Je peux observer encore une fois les limites de la parole. Voir travailler Mahmmud est autrement plus instructif que l’écouter. Comment travaille-t-il ? Il se promène. Principalement il se promène.
Je ne m’en étais pas tout d’abord aperçu, dès son arrivée il sortait par instants son téléphone subrepticement de sa poche, comme tout le monde aujourd’hui le fait sur la planète entière, mais lui filmait des scènes plutôt qu’il ne consultait son écran. Parfois il retirait un reflex d’une autre poche, pour saisir un paysage lointain, ou un nid de fourmis à ses pieds, qui nécessitaient un zoom optique ou un mode macro. Voilà comment Mahmmud travaille. Il n’était pas venu en repérage, la réalisation de son film a déjà commencé, et même sa postproduction.

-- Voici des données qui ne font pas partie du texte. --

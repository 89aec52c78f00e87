/*!
 * Run state, progress snapshots, and the listener interface
 *
 * Workers publish `WorkerEvent`s on a concurrent queue; only the
 * controller consumes them, mutates `SyncState`, and fans read-only
 * snapshots out to the typed listener record. Snapshot emission is
 * therefore totally ordered.
 */

use std::collections::HashSet;
use std::time::Instant;

use serde::Serialize;

use crate::error::ErrorKind;

/// Pipeline phase
#[derive(Debug, Clone, Copy, PartialEq, Eq, Serialize)]
#[serde(rename_all = "snake_case")]
pub enum Phase {
    Idle,
    Scanning,
    Planning,
    Copying,
    Deleting,
    Completed,
    Aborted,
}

/// Why an operation was skipped rather than executed
#[derive(Debug, Clone, Copy, PartialEq, Eq, Serialize)]
#[serde(rename_all = "snake_case")]
pub enum SkipReason {
    /// Cancel observed mid-operation; not an error
    Aborted,
    /// Dry-run simulation
    DryRun,
}

/// Terminal outcome of one operation
#[derive(Debug, Clone, Copy, PartialEq, Eq, Serialize)]
#[serde(rename_all = "snake_case", tag = "outcome", content = "detail")]
pub enum Outcome {
    Success,
    Failure(ErrorKind),
    Skipped(SkipReason),
}

/// Result of one executed (or skipped) operation
#[derive(Debug, Clone, Serialize)]
pub struct OperationResult {
    pub rel_path: String,
    pub outcome: Outcome,
    pub duration_ms: u64,
    pub bytes_transferred: u64,
    pub attempts: u32,
}

impl OperationResult {
    pub fn is_success(&self) -> bool {
        matches!(self.outcome, Outcome::Success)
    }

    pub fn is_failure(&self) -> bool {
        matches!(self.outcome, Outcome::Failure(_))
    }

    pub fn failure_kind(&self) -> Option<ErrorKind> {
        match self.outcome {
            Outcome::Failure(kind) => Some(kind),
            _ => None,
        }
    }
}

/// Events workers push to the controller
#[derive(Debug)]
pub enum WorkerEvent {
    /// A worker picked up an operation
    FileStarted { rel_path: String },
    /// Bytes written since the last progress event for this file
    FileProgress { rel_path: String, bytes_delta: u64 },
    /// Terminal result for an operation
    FileResult { result: OperationResult },
}

/// Runtime state owned exclusively by the controller
#[derive(Debug)]
pub struct SyncState {
    pub total_files: u64,
    pub total_bytes: u64,
    pub processed_files: u64,
    pub processed_bytes: u64,
    pub in_flight: HashSet<String>,
    pub errors: Vec<OperationResult>,
    pub phase: Phase,
    current_file: Option<String>,
}

impl SyncState {
    pub fn new(total_files: u64, total_bytes: u64) -> Self {
        Self {
            total_files,
            total_bytes,
            processed_files: 0,
            processed_bytes: 0,
            in_flight: HashSet::new(),
            errors: Vec::new(),
            phase: Phase::Idle,
            current_file: None,
        }
    }

    pub fn file_started(&mut self, rel_path: &str) {
        self.in_flight.insert(rel_path.to_string());
        self.current_file = Some(rel_path.to_string());
    }

    pub fn file_progress(&mut self, bytes_delta: u64) {
        self.processed_bytes += bytes_delta;
    }

    /// Remove the partial progress of a failed or abandoned file so the
    /// totals reflect completed work only
    pub fn rollback_progress(&mut self, bytes: u64) {
        self.processed_bytes = self.processed_bytes.saturating_sub(bytes);
    }

    /// Fold a terminal result into the state. Progress deltas already
    /// accounted through `file_progress` are not double-counted; the
    /// caller passes the remainder.
    pub fn file_finished(&mut self, result: &OperationResult, unreported_bytes: u64) {
        self.in_flight.remove(&result.rel_path);
        self.processed_files += 1;
        self.processed_bytes += unreported_bytes;
        if result.is_failure() {
            self.errors.push(result.clone());
        }
    }

    pub fn error_count(&self) -> usize {
        self.errors.len()
    }

    pub fn snapshot(&self, paused: bool, bytes_per_second: f64) -> ProgressSnapshot {
        let percentage = if self.total_bytes == 0 {
            if self.total_files == 0 {
                100.0
            } else {
                (self.processed_files as f64 / self.total_files as f64) * 100.0
            }
        } else {
            (self.processed_bytes as f64 / self.total_bytes as f64) * 100.0
        };

        let remaining = self.total_bytes.saturating_sub(self.processed_bytes);
        let eta_seconds = if bytes_per_second > 1.0 && remaining > 0 {
            Some((remaining as f64 / bytes_per_second).ceil() as u64)
        } else {
            None
        };

        ProgressSnapshot {
            phase: self.phase,
            percentage: percentage.min(100.0),
            processed_files: self.processed_files,
            total_files: self.total_files,
            processed_bytes: self.processed_bytes,
            total_bytes: self.total_bytes,
            current_file: self.current_file.clone(),
            bytes_per_second,
            eta_seconds,
            errors_count: self.errors.len(),
            paused,
        }
    }
}

/// Read-only view published to progress listeners
#[derive(Debug, Clone, Serialize)]
pub struct ProgressSnapshot {
    pub phase: Phase,
    pub percentage: f64,
    pub processed_files: u64,
    pub total_files: u64,
    pub processed_bytes: u64,
    pub total_bytes: u64,
    pub current_file: Option<String>,
    pub bytes_per_second: f64,
    pub eta_seconds: Option<u64>,
    pub errors_count: usize,
    pub paused: bool,
}

/// Typed listener record; the controller fans results into it
#[derive(Default)]
pub struct SyncListeners {
    pub on_progress: Option<Box<dyn Fn(&ProgressSnapshot) + Send>>,
    pub on_file_complete: Option<Box<dyn Fn(&OperationResult) + Send>>,
    pub on_file_error: Option<Box<dyn Fn(&OperationResult) + Send>>,
    pub on_phase_change: Option<Box<dyn Fn(Phase) + Send>>,
}

impl SyncListeners {
    pub fn new() -> Self {
        Self::default()
    }

    pub fn progress(mut self, f: impl Fn(&ProgressSnapshot) + Send + 'static) -> Self {
        self.on_progress = Some(Box::new(f));
        self
    }

    pub fn file_complete(mut self, f: impl Fn(&OperationResult) + Send + 'static) -> Self {
        self.on_file_complete = Some(Box::new(f));
        self
    }

    pub fn file_error(mut self, f: impl Fn(&OperationResult) + Send + 'static) -> Self {
        self.on_file_error = Some(Box::new(f));
        self
    }

    pub fn phase_change(mut self, f: impl Fn(Phase) + Send + 'static) -> Self {
        self.on_phase_change = Some(Box::new(f));
        self
    }
}

/// Exponentially weighted transfer-rate estimate over a ~2 second window.
/// Paused intervals are excluded by resetting the sample clock on resume.
#[derive(Debug)]
pub struct RateEstimator {
    window_secs: f64,
    last_sample: Instant,
    pending_bytes: u64,
    rate: f64,
}

impl RateEstimator {
    pub fn new() -> Self {
        Self {
            window_secs: 2.0,
            last_sample: Instant::now(),
            pending_bytes: 0,
            rate: 0.0,
        }
    }

    /// Account bytes transferred since the previous call
    pub fn add_bytes(&mut self, bytes: u64) {
        self.pending_bytes += bytes;
        let elapsed = self.last_sample.elapsed().as_secs_f64();
        if elapsed >= 0.25 {
            let sample = self.pending_bytes as f64 / elapsed;
            let alpha = (elapsed / self.window_secs).min(1.0);
            self.rate = if self.rate == 0.0 {
                sample
            } else {
                alpha * sample + (1.0 - alpha) * self.rate
            };
            self.pending_bytes = 0;
            self.last_sample = Instant::now();
        }
    }

    /// Drop the interval spent paused from the estimate
    pub fn reset_clock(&mut self) {
        self.last_sample = Instant::now();
        self.pending_bytes = 0;
    }

    pub fn bytes_per_second(&self) -> f64 {
        self.rate
    }
}

impl Default for RateEstimator {
    fn default() -> Self {
        Self::new()
    }
}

La force de sa méthode consiste à ignorer les phases successives de la production audiovisuelle, qui n’ont cessé de se démultiplier alors même que les nouveaux moyens techniques les rendaient inutiles. Tout devient simultané : on brouillonne encore un synopsis alors même qu’on synchronise déjà des prises.
La production cinématographique commence alors à ressembler au procès d’écriture, où l’on ne construit pas des dialogues avant de rédiger les descriptions pour finir par remettre en ordre les paragraphes, et où l’on délègue moins encore ces opérations à des professionnels distincts. Ses fichiers numériques sont autant de pages d’un carnet, semblable à ceux de Paul Valéry qui furent publiés après sa mort, et dans lesquels il puisait la matière de ses ouvrages publiés.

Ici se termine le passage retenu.